### [WORK TASK]
In the records below, locate the line containing "let samples = vec![1.0, 2.0];", then output that line and all later lines exactly, through the last one.

### [LISTED RECORDS]
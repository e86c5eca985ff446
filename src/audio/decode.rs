use symphonia::core::audio::SampleBuffer;
use symphonia::core::codecs::DecoderOptions;
use symphonia::core::errors::Error as SymphoniaError;
use symphonia::core::formats::FormatOptions;
use symphonia::core::io::MediaSourceStream;
use symphonia::core::meta::MetadataOptions;
use symphonia::core::probe::Hint;
use tracing::debug;

/// Sample rate all decoded audio is normalized to (what the STT engine expects).
pub const TARGET_SAMPLE_RATE: u32 = 16_000;

#[derive(Debug, thiserror::Error)]
pub enum DecodeError {
    #[error("audio decode failed: {0}")]
    Codec(String),
}

/// Converts one compressed audio fragment into mono f32 samples at
/// [`TARGET_SAMPLE_RATE`]. An empty vector means no usable audio was
/// recoverable from the bytes.
pub trait AudioDecoder: Send + Sync {
    fn decode(&self, bytes: &[u8]) -> Result<Vec<f32>, DecodeError>;
}

/// Container/codec decoder backed by symphonia, with a raw 16-bit PCM
/// fallback for clients that send bare sample data.
#[derive(Debug, Default)]
pub struct SymphoniaDecoder;

impl SymphoniaDecoder {
    pub fn new() -> Self {
        Self
    }
}

impl AudioDecoder for SymphoniaDecoder {
    fn decode(&self, bytes: &[u8]) -> Result<Vec<f32>, DecodeError> {
        if bytes.is_empty() {
            return Ok(Vec::new());
        }

        match decode_container(bytes) {
            Ok(samples) => Ok(samples),
            Err(e) => {
                debug!("Container probe failed ({}), trying raw PCM fallback", e);
                Ok(decode_raw_pcm(bytes))
            }
        }
    }
}

fn decode_container(bytes: &[u8]) -> Result<Vec<f32>, DecodeError> {
    let cursor = std::io::Cursor::new(bytes.to_vec());
    let stream = MediaSourceStream::new(Box::new(cursor), Default::default());

    let probed = symphonia::default::get_probe()
        .format(
            &Hint::new(),
            stream,
            &FormatOptions::default(),
            &MetadataOptions::default(),
        )
        .map_err(|e| DecodeError::Codec(e.to_string()))?;

    let mut format = probed.format;
    let track = format
        .default_track()
        .ok_or_else(|| DecodeError::Codec("no default audio track".to_string()))?;
    let track_id = track.id;
    let codec_params = track.codec_params.clone();

    let sample_rate = codec_params.sample_rate.unwrap_or(TARGET_SAMPLE_RATE);
    let channels = codec_params
        .channels
        .map(|c| c.count())
        .unwrap_or(1)
        .max(1);

    let mut decoder = symphonia::default::get_codecs()
        .make(&codec_params, &DecoderOptions::default())
        .map_err(|e| DecodeError::Codec(e.to_string()))?;

    let mut interleaved: Vec<f32> = Vec::new();

    loop {
        let packet = match format.next_packet() {
            Ok(packet) => packet,
            // End of stream (or a truncated tail chunk): keep what we have.
            Err(SymphoniaError::IoError(_)) | Err(SymphoniaError::ResetRequired) => break,
            Err(e) => return Err(DecodeError::Codec(e.to_string())),
        };

        if packet.track_id() != track_id {
            continue;
        }

        match decoder.decode(&packet) {
            Ok(decoded) => {
                let mut buf = SampleBuffer::<f32>::new(decoded.capacity() as u64, *decoded.spec());
                buf.copy_interleaved_ref(decoded);
                interleaved.extend_from_slice(buf.samples());
            }
            // Corrupt packet in the middle of a stream: skip it.
            Err(SymphoniaError::DecodeError(_)) => continue,
            Err(e) => return Err(DecodeError::Codec(e.to_string())),
        }
    }

    let mono = downmix_to_mono(&interleaved, channels);
    Ok(decimate(mono, sample_rate, TARGET_SAMPLE_RATE))
}

/// Interpret the bytes as raw i16 little-endian PCM at the target rate,
/// normalized to f32 in [-1, 1]. An odd trailing byte is padded with zero.
fn decode_raw_pcm(bytes: &[u8]) -> Vec<f32> {
    let mut padded;
    let aligned = if bytes.len() % 2 != 0 {
        padded = bytes.to_vec();
        padded.push(0);
        &padded[..]
    } else {
        bytes
    };

    aligned
        .chunks_exact(2)
        .map(|pair| i16::from_le_bytes([pair[0], pair[1]]) as f32 / 32768.0)
        .collect()
}

/// Average interleaved channels down to mono.
fn downmix_to_mono(interleaved: &[f32], channels: usize) -> Vec<f32> {
    if channels <= 1 {
        return interleaved.to_vec();
    }

    interleaved
        .chunks_exact(channels)
        .map(|frame| frame.iter().sum::<f32>() / channels as f32)
        .collect()
}

/// Downsample by integer decimation. Upsampling is not attempted; lower-rate
/// audio passes through unchanged.
fn decimate(samples: Vec<f32>, source_rate: u32, target_rate: u32) -> Vec<f32> {
    if source_rate <= target_rate {
        return samples;
    }

    let ratio = (source_rate / target_rate).max(1) as usize;
    samples.into_iter().step_by(ratio).collect()
}

#[cfg(test)]
mod tests {
    use super::*;

    #[test]
    fn empty_input_yields_no_samples() {
        let decoder = SymphoniaDecoder::new();
        assert!(decoder.decode(&[]).unwrap().is_empty());
    }

    #[test]
    fn raw_pcm_fallback_normalizes_i16() {
        let bytes = [0x00u8, 0x40]; // 16384 -> 0.5
        let samples = decode_raw_pcm(&bytes);
        assert_eq!(samples.len(), 1);
        assert!((samples[0] - 0.5).abs() < 1e-4);
    }

    #[test]
    fn raw_pcm_fallback_pads_odd_length() {
        let bytes = [0x00u8, 0x40, 0x7f];
        let samples = decode_raw_pcm(&bytes);
        assert_eq!(samples.len(), 2);
    }

    #[test]
    fn downmix_averages_stereo_frames() {
        let interleaved = [0.5, -0.5, 1.0, 0.0];
        let mono = downmix_to_mono(&interleaved, 2);
        assert_eq!(mono, vec![0.0, 0.5]);
    }

    #[test]
    fn decimate_halves_48k_to_16k_by_thirds() {
        let samples: Vec<f32> = (0..6).map(|i| i as f32).collect();
        let out = decimate(samples, 48_000, 16_000);
        assert_eq!(out, vec![0.0, 3.0]);
    }

    #[test]
    fn decimate_never_upsamples() {
        let samples = vec![1.0, 2.0];
        let out = decimate(samples.clone(), 8_000, 16_000);
        assert_eq!(out, samples);
    }
}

### [RESULT OF THIS TASK]
        let samples = vec![1.0, 2.0];
        let out = decimate(samples.clone(), 8_000, 16_000);
        assert_eq!(out, samples);
    }
}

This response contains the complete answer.